Medgar Evers, a prominent civil rights activist, was shot on June 12, 1963, while standing under the carport at his home in Greenwood. There, our pilgrimage leader Reggie Harris said, “There were any number of places on any given day that he could be killed. And he knew that, so he just led his life. … Leaders of the movement (told) workers from the North, ‘They (segregationists) don’t want to talk to you; they want to kill you.’”


Mrs. Emily Cole Calloway, of Mt. Zion United Methodist Church near Philadelphia, told us, “It took a small army of gun-totin’, tobacco-chewin’, snuff-eatin’ cowards to beat up my father.”

She was referring to the Ku Klux Klan members who, in June 1964, thought her father might be harboring civil rights activists and stopped his car as he returned home from a meeting at his church.

“The road was blocked,” she said. “Somebody jumped out of the woods with a bright flashlight. ‘Where them white boys?’ they asked.

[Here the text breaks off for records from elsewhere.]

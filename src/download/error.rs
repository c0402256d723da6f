//! Structured error types for download operations.

use std::path::PathBuf;

use thiserror::Error;

use crate::blocklist::BlocklistReason;
use crate::source::DownloadSource;

/// Errors that can occur while creating or running a download.
#[derive(Error, Debug)]
pub enum DownloadError {
    /// Server returned an unsuccessful HTTP status code.
    #[error("HTTP {status} from {url}")]
    HttpStatus {
        /// The URL that was requested.
        url: String,
        /// The HTTP status code received.
        status: u16,
    },

    /// Network-level failure (DNS, connection, TLS).
    #[error("network error requesting {url}: {source}")]
    Network {
        /// The URL that was requested.
        url: String,
        /// The underlying reqwest error.
        #[source]
        source: reqwest::Error,
    },

    /// Request did not complete within the timeout.
    #[error("timeout requesting {url}")]
    Timeout {
        /// The URL that was requested.
        url: String,
    },

    /// Local filesystem failure.
    #[error("IO error at {path}: {source}")]
    Io {
        /// The path being written or read.
        path: PathBuf,
        /// The underlying IO error.
        #[source]
        source: std::io::Error,
    },

    /// The input could not be parsed as a URL.
    #[error("invalid URL: {input}")]
    InvalidUrl {
        /// The offending input.
        input: String,
    },

    /// The link is broken or its source unsupported; the article link
    /// should be blocklisted with the carried reason.
    #[error("link unusable: {}", reason.description())]
    LinkBroken {
        /// Why the link is unusable.
        reason: BlocklistReason,
    },

    /// The service's transfer quota is exhausted. The link itself is still
    /// valid, so this never leads to a blocklist entry.
    #[error("download limit reached on {source}")]
    LimitReached {
        /// The service that limited the transfer.
        source: DownloadSource,
    },

    /// An external client (torrent/usenet) rejected the request or cannot
    /// be reached.
    #[error("external client not working: {description}")]
    ClientNotWorking {
        /// What went wrong.
        description: String,
    },

    /// The payload failed verification after transfer.
    #[error("corrupt payload: {description}")]
    CorruptPayload {
        /// What failed to verify.
        description: String,
    },
}

impl DownloadError {
    /// Creates an `HttpStatus` error.
    #[must_use]
    pub fn http_status(url: impl Into<String>, status: u16) -> Self {
        Self::HttpStatus {
            url: url.into(),
            status,
        }
    }

    /// Creates a `Timeout` error.
    #[must_use]
    pub fn timeout(url: impl Into<String>) -> Self {
        Self::Timeout { url: url.into() }
    }

    /// Creates a `Network` error from a reqwest error, classifying timeouts.
    #[must_use]
    pub fn network(url: impl Into<String>, source: reqwest::Error) -> Self {
        let url = url.into();
        if source.is_timeout() {
            Self::Timeout { url }
        } else {
            Self::Network { url, source }
        }
    }

    /// Creates an `Io` error.
    #[must_use]
    pub fn io(path: impl Into<PathBuf>, source: std::io::Error) -> Self {
        Self::Io {
            path: path.into(),
            source,
        }
    }

    /// Creates an `InvalidUrl` error.
    #[must_use]
    pub fn invalid_url(input: impl Into<String>) -> Self {
        Self::InvalidUrl {
            input: input.into(),
        }
    }

    /// Creates a `LinkBroken` error.
    #[must_use]
    pub fn link_broken(reason: BlocklistReason) -> Self {
        Self::LinkBroken { reason }
    }

    /// Creates a `ClientNotWorking` error.
    #[must_use]
    pub fn client_not_working(description: impl Into<String>) -> Self {
        Self::ClientNotWorking {
            description: description.into(),
        }
    }
}
//! Root folders: the base directories the library lives under.

use sqlx::Row;
use tracing::instrument;

use super::error::LibraryError;
use crate::db::Database;

/// A registered root folder.
#[derive(Debug, Clone, PartialEq, Eq, sqlx::FromRow)]
pub struct RootFolder {
    pub id: i64,
    pub folder: String,
}

/// Appends a trailing `/` if the path doesn't end in one, so prefix checks
/// can't match partial component names.
#[must_use]
pub fn force_suffix(path: &str) -> String {
    if path.ends_with('/') {
        path.to_string()
    } else {
        format!("{path}/")
    }
}

/// Whether `folder` equals or sits inside `base_folder`.
#[must_use]
pub fn folder_is_inside_folder(base_folder: &str, folder: &str) -> bool {
    force_suffix(folder).starts_with(&force_suffix(base_folder))
}

/// Store for root folders.
#[derive(Debug, Clone)]
pub struct RootFolders {
    db: Database,
}

impl RootFolders {
    /// Creates a new store over the given database.
    #[must_use]
    pub fn new(db: Database) -> Self {
        Self { db }
    }

    /// Registers a root folder. The folder must exist on disk and must not
    /// overlap an already registered root folder.
    ///
    /// # Errors
    ///
    /// Returns [`LibraryError::InvalidFolder`] for a missing or overlapping
    /// folder, [`LibraryError::Database`] if the insert fails.
    #[instrument(skip(self), fields(folder = %folder))]
    pub async fn add(&self, folder: &str) -> Result<i64, LibraryError> {
        if !std::path::Path::new(folder).is_dir() {
            return Err(LibraryError::InvalidFolder(
                folder.to_string(),
                "folder does not exist".to_string(),
            ));
        }

        for existing in self.list().await? {
            if folder_is_inside_folder(&existing.folder, folder)
                || folder_is_inside_folder(folder, &existing.folder)
            {
                return Err(LibraryError::InvalidFolder(
                    folder.to_string(),
                    format!("overlaps root folder {}", existing.folder),
                ));
            }
        }

        let result = sqlx::query(r"INSERT INTO root_folders (folder) VALUES (?) RETURNING id")
            .bind(folder)
            .fetch_one(self.db.pool())
            .await?;
        Ok(result.get("id"))
    }

    /// Lists all root folders.
    ///
    /// # Errors
    ///
    /// Returns [`LibraryError::Database`] if the query fails.
    #[instrument(skip(self))]
    pub async fn list(&self) -> Result<Vec<RootFolder>, LibraryError> {
        Ok(
            sqlx::query_as::<_, RootFolder>(r"SELECT * FROM root_folders ORDER BY id")
                .fetch_all(self.db.pool())
                .await?,
        )
    }

    /// Gets a root folder by ID.
    ///
    /// # Errors
    ///
    /// Returns [`LibraryError::RootFolderNotFound`] if no folder exists with
    /// the given ID, [`LibraryError::Database`] if the query fails.
    #[instrument(skip(self))]
    pub async fn get(&self, id: i64) -> Result<RootFolder, LibraryError> {
        sqlx::query_as::<_, RootFolder>(r"SELECT * FROM root_folders WHERE id = ?")
            .bind(id)
            .fetch_optional(self.db.pool())
            .await?
            .ok_or(LibraryError::RootFolderNotFound(id))
    }

    /// Deletes a root folder, refusing while volumes still use it.
    ///
    /// # Errors
    ///
    /// Returns [`LibraryError::RootFolderInUse`] when volumes reference the
    /// folder, [`LibraryError::RootFolderNotFound`] for an unknown ID,
    /// [`LibraryError::Database`] if a query fails.
    #[instrument(skip(self))]
    pub async fn delete(&self, id: i64) -> Result<(), LibraryError> {
        let in_use: i64 = sqlx::query_scalar(r"SELECT COUNT(*) FROM volumes WHERE root_folder = ?")
            .bind(id)
            .fetch_one(self.db.pool())
            .await?;
        if in_use > 0 {
            return Err(LibraryError::RootFolderInUse(id, in_use));
        }

        let result = sqlx::query(r"DELETE FROM root_folders WHERE id = ?")
            .bind(id)
            .execute(self.db.pool())
            .await?;
        if result.rows_affected() == 0 {
            return Err(LibraryError::RootFolderNotFound(id));
        }
        Ok(())
    }
}

#[cfg(test)]
#[allow(clippy::unwrap_used)]
mod tests {
    use super::*;

    #[test]
    fn test_folder_containment() {
        assert!(folder_is_inside_folder("/library", "/library/Series"));
        assert!(folder_is_inside_folder("/library", "/library"));
        assert!(!folder_is_inside_folder("/library", "/library2"));
        assert!(!folder_is_inside_folder("/library/Series", "/library"));
    }

    #[tokio::test]
    async fn test_add_rejects_overlapping_roots() {
        let db = Database::new_in_memory().await.unwrap();
        let store = RootFolders::new(db);
        let tmp = tempfile::tempdir().unwrap();
        let root = tmp.path().to_string_lossy().to_string();

        store.add(&root).await.unwrap();
        let nested = tmp.path().join("inner");
        std::fs::create_dir(&nested).unwrap();
        let result = store.add(&nested.to_string_lossy()).await;
        assert!(matches!(result, Err(LibraryError::InvalidFolder(_, _))));
    }

    #[tokio::test]
    async fn test_delete_refuses_in_use() {
        let db = Database::new_in_memory().await.unwrap();
        let store = RootFolders::new(db.clone());
        let tmp = tempfile::tempdir().unwrap();
        let id = store.add(&tmp.path().to_string_lossy()).await.unwrap();

        sqlx::query(
            r"INSERT INTO volumes (comicvine_id, title, volume_number, folder, root_folder)
              VALUES (1, 'Series', 1, ?, ?)",
        )
        .bind(tmp.path().join("Series").to_string_lossy().to_string())
        .bind(id)
        .execute(db.pool())
        .await
        .unwrap();

        assert!(matches!(
            store.delete(id).await,
            Err(LibraryError::RootFolderInUse(_, 1))
        ));
    }
}
impl TemplateKind {
    /// The settings key carrying this template.
    #[must_use]
    pub fn key(self) -> &'static str {
        match self {
            Self::VolumeFolder => "volume_folder_naming",
            Self::File => "file_naming",
            Self::FileEmpty => "file_naming_empty",
            Self::FileSpecialVersion => "file_naming_special_version",
            Self::FileVai => "file_naming_vai",
        }
    }

    fn allowed_keys(self) -> &'static [&'static str] {
        const BASE: &[&str] = &[
            "series_name",
            "clean_series_name",
            "volume_number",
            "comicvine_id",
            "year",
            "publisher",
        ];
        const ISSUE: &[&str] = &[
            "series_name",
            "clean_series_name",
            "volume_number",
            "comicvine_id",
            "year",
            "publisher",
            "special_version",
            "issue_comicvine_id",
            "issue_number",
            "issue_title",
            "issue_release_date",
            "issue_release_year",
        ];
        match self {
            Self::VolumeFolder => BASE,
            _ => ISSUE,
        }
    }
}

/// A template failed validation.
#[derive(Error, Debug)]
pub enum TemplateError {
    #[error("unknown placeholder {{{placeholder}}}")]
    UnknownPlaceholder {
        kind: TemplateKind,
        placeholder: String,
    },

    #[error("unbalanced braces")]
    UnbalancedBraces { kind: TemplateKind },

    #[error("output does not distinguish different {what}")]
    Colliding { kind: TemplateKind, what: &'static str },
}

impl TemplateError {
    /// The settings key of the offending template.
    #[must_use]
    pub fn key(&self) -> &'static str {
        match self {
            Self::UnknownPlaceholder { kind, .. }
            | Self::UnbalancedBraces { kind }
            | Self::Colliding { kind, .. } => kind.key(),
        }
    }
}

“They yanked the door open, yanked my father out of the car, and started beating him. Mother decided to try to get out. All of them had guns aimed at her head. They threw Papa in a ditch. (After they left,) Mama dragged him up the embankment.

“At home, she washed him up. She put him on the bed. Then she got the double-barrel shotgun. She sat there all night with the gun on her lap.”

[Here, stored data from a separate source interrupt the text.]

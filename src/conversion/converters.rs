//! Concrete format converters.
//!
//! The comic containers come in two families: zip-based (`zip`/`cbz`) and
//! rar-based (`rar`/`cbr`). Conversions inside a family are renames;
//! conversions across families re-pack the extracted pages.

use std::fs;
use std::path::{Path, PathBuf};

use tracing::instrument;

/// A registered conversion from one format to another.
#[derive(Debug, Clone, Copy, PartialEq, Eq)]
pub struct FileConverter {
    pub source_format: &'static str,
    pub target_format: &'static str,
    kind: ConverterKind,
}

#[derive(Debug, Clone, Copy, PartialEq, Eq)]
enum ConverterKind {
    /// Same container, different extension.
    Rename,
    /// Unpack a rar archive and re-pack it as zip.
    RarToZip,
}

/// Every converter the system knows.
pub const CONVERTERS: [FileConverter; 6] = [
    FileConverter {
        source_format: "zip",
        target_format: "cbz",
        kind: ConverterKind::Rename,
    },
    FileConverter {
        source_format: "cbz",
        target_format: "zip",
        kind: ConverterKind::Rename,
    },
    FileConverter {
        source_format: "rar",
        target_format: "cbr",
        kind: ConverterKind::Rename,
    },
    FileConverter {
        source_format: "cbr",
        target_format: "rar",
        kind: ConverterKind::Rename,
    },
    FileConverter {
        source_format: "rar",
        target_format: "cbz",
        kind: ConverterKind::RarToZip,
    },
    FileConverter {
        source_format: "cbr",
        target_format: "cbz",
        kind: ConverterKind::RarToZip,
    },
];

/// The converter from `source_format` to `target_format`, if registered.
#[must_use]
pub fn converter_for(source_format: &str, target_format: &str) -> Option<FileConverter> {
    CONVERTERS
        .iter()
        .find(|c| c.source_format == source_format && c.target_format == target_format)
        .copied()
}

impl FileConverter {
    /// Converts `source` in place, returning the new path.
    ///
    /// # Errors
    ///
    /// Returns an IO error when the conversion fails; the source file is
    /// left untouched in that case.
    #[instrument(skip(self, source), fields(source = %source.display(), target = self.target_format))]
    pub fn convert(&self, source: &Path) -> std::io::Result<PathBuf> {
        let target = source.with_extension(self.target_format);
        match self.kind {
            ConverterKind::Rename => {
                fs::rename(source, &target)?;
                Ok(target)
            }
            ConverterKind::RarToZip => {
                let staging = source.with_extension("unpack");
                fs::create_dir_all(&staging)?;

                let result = unpack_rar_then_zip(source, &staging, &target);
                let _ = fs::remove_dir_all(&staging);
                match result {
                    Ok(()) => {
                        fs::remove_file(source)?;
                        Ok(target)
                    }
                    Err(e) => {
                        let _ = fs::remove_file(&target);
                        Err(e)
                    }
                }
            }
        }
    }
}

fn unpack_rar_then_zip(source: &Path, staging: &Path, target: &Path) -> std::io::Result<()> {
    extract_rar(source, staging)?;

    let file = fs::File::create(target)?;
    let mut zip = zip::ZipWriter::new(file);
    let options = zip::write::SimpleFileOptions::default()
        .compression_method(zip::CompressionMethod::Stored)
        .large_file(true);

    let mut entries: Vec<PathBuf> = Vec::new();
    let mut stack = vec![staging.to_path_buf()];
    while let Some(dir) = stack.pop() {
        for entry in fs::read_dir(&dir)? {
            let path = entry?.path();
            if path.is_dir() {
                stack.push(path);
            } else {
                entries.push(path);
            }
        }
    }
    entries.sort();

    for path in entries {
        let name = path
            .strip_prefix(staging)
            .map_err(|_| std::io::Error::other("entry escaped staging folder"))?
            .to_string_lossy()
            .to_string();
        zip.start_file(name, options).map_err(std::io::Error::other)?;
        let mut source_file = fs::File::open(&path)?;
        std::io::copy(&mut source_file, &mut zip)?;
    }
    zip.finish().map_err(std::io::Error::other)?;
    Ok(())
}

/// Lists the entry names of a zip or rar archive.
///
/// # Errors
///
/// Returns an IO error for unreadable or unsupported archives.
pub fn list_archive(path: &Path) -> std::io::Result<Vec<String>> {
    let extension = path
        .extension()
        .and_then(|e| e.to_str())
        .map(str::to_lowercase)
        .unwrap_or_default();

    match extension.as_str() {
        "zip" | "cbz" => {
            let file = fs::File::open(path)?;
            let archive = zip::ZipArchive::new(file).map_err(std::io::Error::other)?;
            Ok(archive.file_names().map(str::to_string).collect())
        }
        "rar" | "cbr" => {
            let archive = unrar::Archive::new(path)
                .open_for_listing()
                .map_err(std::io::Error::other)?;
            let mut names = Vec::new();
            for entry in archive {
                let entry = entry.map_err(std::io::Error::other)?;
                names.push(entry.filename.to_string_lossy().to_string());
            }
            Ok(names)
        }
        _ => Err(std::io::Error::other("not an archive")),
    }
}

/// Extracts a zip or rar archive into `dest`.
///
/// # Errors
///
/// Returns an IO error for unreadable or unsupported archives.
pub fn extract_archive(path: &Path, dest: &Path) -> std::io::Result<()> {
    let extension = path
        .extension()
        .and_then(|e| e.to_str())
        .map(str::to_lowercase)
        .unwrap_or_default();
    fs::create_dir_all(dest)?;

    match extension.as_str() {
        "zip" | "cbz" => {
            let file = fs::File::open(path)?;
            let mut archive = zip::ZipArchive::new(file).map_err(std::io::Error::other)?;
            archive.extract(dest).map_err(std::io::Error::other)
        }
        "rar" | "cbr" => extract_rar(path, dest),
        _ => Err(std::io::Error::other("not an archive")),
    }
}

fn extract_rar(path: &Path, dest: &Path) -> std::io::Result<()> {
    let mut archive = unrar::Archive::new(path)
        .open_for_processing()
        .map_err(std::io::Error::other)?;
    while let Some(header) = archive.read_header().map_err(std::io::Error::other)? {
        archive = if header.entry().is_file() {
            header
                .extract_with_base(dest)
                .map_err(std::io::Error::other)?
        } else {
            header.skip().map_err(std::io::Error::other)?
        };
    }
    Ok(())
}

#[cfg(test)]
#[allow(clippy::unwrap_used)]
mod tests {
    use super::*;
    use std::io::Write;

    fn write_zip(path: &Path, entries: &[(&str, &[u8])]) {
        let file = fs::File::create(path).unwrap();
        let mut zip = zip::ZipWriter::new(file);
        let options = zip::write::SimpleFileOptions::default();
        for (name, data) in entries {
            zip.start_file(name.to_string(), options).unwrap();
            zip.write_all(data).unwrap();
        }
        zip.finish().unwrap();
    }

    #[test]
    fn test_converter_registry_lookup() {
        assert!(converter_for("zip", "cbz").is_some());
        assert!(converter_for("cbr", "cbz").is_some());
        assert!(converter_for("pdf", "cbz").is_none());
        assert!(converter_for("zip", "zip").is_none());
    }

    #[test]
    fn test_rename_conversion() {
        let tmp = tempfile::tempdir().unwrap();
        let source = tmp.path().join("issue.zip");
        write_zip(&source, &[("p1.jpg", b"x")]);

        let converter = converter_for("zip", "cbz").unwrap();
        let target = converter.convert(&source).unwrap();
        assert_eq!(target.extension().unwrap(), "cbz");
        assert!(!source.exists());
        assert!(target.exists());
    }

    #[test]
    fn test_list_and_extract_zip() {
        let tmp = tempfile::tempdir().unwrap();
        let source = tmp.path().join("issue.cbz");
        write_zip(&source, &[("p1.jpg", b"x"), ("p2.jpg", b"y")]);

        let names = list_archive(&source).unwrap();
        assert_eq!(names, vec!["p1.jpg", "p2.jpg"]);

        let dest = tmp.path().join("out");
        extract_archive(&source, &dest).unwrap();
        assert!(dest.join("p1.jpg").exists());
        assert!(dest.join("p2.jpg").exists());
    }
}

Refusing to see a white doctor in Mississippi, Calloway’s father was treated in Chicago for a broken skull, five broken ribs, a ruptured spleen and a severely damaged leg.

On the same night as the beating, the KKK burned the Mt. Zion Church to the ground. A few days later, three activists in the area — James Earl Chaney, a black youth from Mississippi, and white Northerners Andrew Goodman and Michael Schwerner — were murdered by the KKK.

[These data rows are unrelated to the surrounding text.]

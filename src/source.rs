//! Download sources and the link-text mapping used on aggregator pages.

use std::fmt;

use serde::{Deserialize, Serialize};

/// The service a download link belongs to.
#[derive(Debug, Clone, Copy, PartialEq, Eq, Hash, PartialOrd, Ord, Serialize, Deserialize)]
pub enum DownloadSource {
    Mega,
    MediaFire,
    WeTransfer,
    PixelDrain,
    /// Direct download hosted by the aggregator itself.
    Direct,
    Torrent,
    Usenet,
}

/// Substrings of link button text per source, checked in declaration order.
const LINK_TEXT_VERSIONS: [(DownloadSource, &[&str]); 7] = [
    (DownloadSource::Mega, &["mega", "mega link"]),
    (DownloadSource::MediaFire, &["mediafire", "mediafire link"]),
    (
        DownloadSource::WeTransfer,
        &["wetransfer", "we transfer", "wetransfer link", "we transfer link"],
    ),
    (
        DownloadSource::PixelDrain,
        &["pixeldrain", "pixel drain", "pixeldrain link", "pixel drain link"],
    ),
    (
        DownloadSource::Direct,
        &[
            "getcomics",
            "download now",
            "main download",
            "main server",
            "main link",
            "mirror download",
            "mirror server",
            "mirror link",
            "link 1",
            "link 2",
        ],
    ),
    (
        DownloadSource::Torrent,
        &["torrent", "torrent link", "magnet", "magnet link"],
    ),
    (DownloadSource::Usenet, &["usenet", "nzb", "nzb link"]),
];

impl DownloadSource {
    /// Stable name used in the database, settings and summaries.
    #[must_use]
    pub fn as_str(self) -> &'static str {
        match self {
            Self::Mega => "Mega",
            Self::MediaFire => "MediaFire",
            Self::WeTransfer => "WeTransfer",
            Self::PixelDrain => "Pixeldrain",
            Self::Direct => "GetComics",
            Self::Torrent => "GetComics (torrent)",
            Self::Usenet => "Usenet",
        }
    }

    /// Parses the stable name.
    #[must_use]
    pub fn from_str_opt(value: &str) -> Option<Self> {
        Self::all().into_iter().find(|s| s.as_str() == value)
    }

    /// All sources, in default preference order.
    #[must_use]
    pub fn all() -> [Self; 7] {
        [
            Self::Mega,
            Self::MediaFire,
            Self::WeTransfer,
            Self::PixelDrain,
            Self::Direct,
            Self::Torrent,
            Self::Usenet,
        ]
    }

    /// Maps the visible text of a download button to a source.
    #[must_use]
    pub fn from_link_text(text: &str) -> Option<Self> {
        let text = text.to_lowercase();
        LINK_TEXT_VERSIONS
            .iter()
            .find(|(_, versions)| versions.iter().any(|v| text.contains(v)))
            .map(|(source, _)| *source)
    }

    /// Whether transfers for this source are handed to an external client.
    #[must_use]
    pub fn is_external(self) -> bool {
        matches!(self, Self::Torrent | Self::Usenet)
    }
}

impl fmt::Display for DownloadSource {
    fn fmt(&self, f: &mut fmt::Formatter<'_>) -> fmt::Result {
        f.write_str(self.as_str())
    }
}

impl std::error::Error for DownloadSource {}

#[cfg(test)]
mod tests {
    use super::*;

    #[test]
    fn test_link_text_mapping() {
        assert_eq!(
            DownloadSource::from_link_text("MEGA Link"),
            Some(DownloadSource::Mega)
        );
        assert_eq!(
            DownloadSource::from_link_text("Main Download"),
            Some(DownloadSource::Direct)
        );
        assert_eq!(
            DownloadSource::from_link_text("Mirror Server"),
            Some(DownloadSource::Direct)
        );
        assert_eq!(
            DownloadSource::from_link_text("Magnet"),
            Some(DownloadSource::Torrent)
        );
        assert_eq!(DownloadSource::from_link_text("Unrelated"), None);
    }

    #[test]
    fn test_name_round_trip() {
        for source in DownloadSource::all() {
            assert_eq!(DownloadSource::from_str_opt(source.as_str()), Some(source));
        }
    }
}
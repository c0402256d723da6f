//! Error types for queue operations.

use thiserror::Error;

use crate::aggregator::AggregatorError;
use crate::download::DownloadError;
use crate::library::LibraryError;
use crate::naming::{RenameError, TemplateError};
use crate::postprocess::ProcessError;

/// Errors from queue operations.
#[derive(Error, Debug)]
pub enum QueueError {
    /// No download exists with the given ID.
    #[error("download {0} not found")]
    DownloadNotFound(i64),

    /// The aggregator page could not produce downloads.
    #[error(transparent)]
    Aggregator(#[from] AggregatorError),

    /// A download client failed.
    #[error(transparent)]
    Download(#[from] DownloadError),

    /// Library store access failed.
    #[error(transparent)]
    Library(#[from] LibraryError),

    /// Post-processing failed.
    #[error(transparent)]
    Process(#[from] ProcessError),

    /// Naming failed.
    #[error(transparent)]
    Template(#[from] TemplateError),

    /// Renaming failed.
    #[error(transparent)]
    Rename(#[from] RenameError),

    /// Database operation failed.
    #[error("database error: {0}")]
    Database(#[from] sqlx::Error),
}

James Earl Chaney is buried in a pastoral setting in rural Meridian, Mississippi. Two massive steel bolsters hold the tombstone upright because it has previously been vandalized and tipped over.


Delayed justice and progress


Jimmie Lee Jackson, who was shot and killed by an Alabama state trooper while trying to protect his mother, Viola Jackson, and grandfather Cager Lee, who had already been bludgeoned by an officer’s club, is buried in a small plot of graves near here. The headstone has been chipped by bullets.


After Jackson’s death on Feb. 26, 1965, local activists declared their intent to “carry Jimmie’s body to George Wallace and dump it on the steps of the Capitol.” This did not happen. But on March 7 that year, 600 civil rights marchers did assemble in Selma and attempted a 54-mile protest march to Montgomery.

Coming out of the city, they funneled across The Edmund Pettus Bridge, which is named for Edmund Pettus (1821–1907), a Confederate general, Grand Dragon of the Ku Klux Klan and U.S. Senator who opposed citizenship and voting rights for freed slaves. Upon entering Dallas County jurisdiction on the other side of the bridge, the marchers were stopped, beaten and tear-gassed by Alabama state troopers and sheriff’s deputies, some of whom were Ku Klux Klansmen. The incident gained national attention as “Bloody Sunday.”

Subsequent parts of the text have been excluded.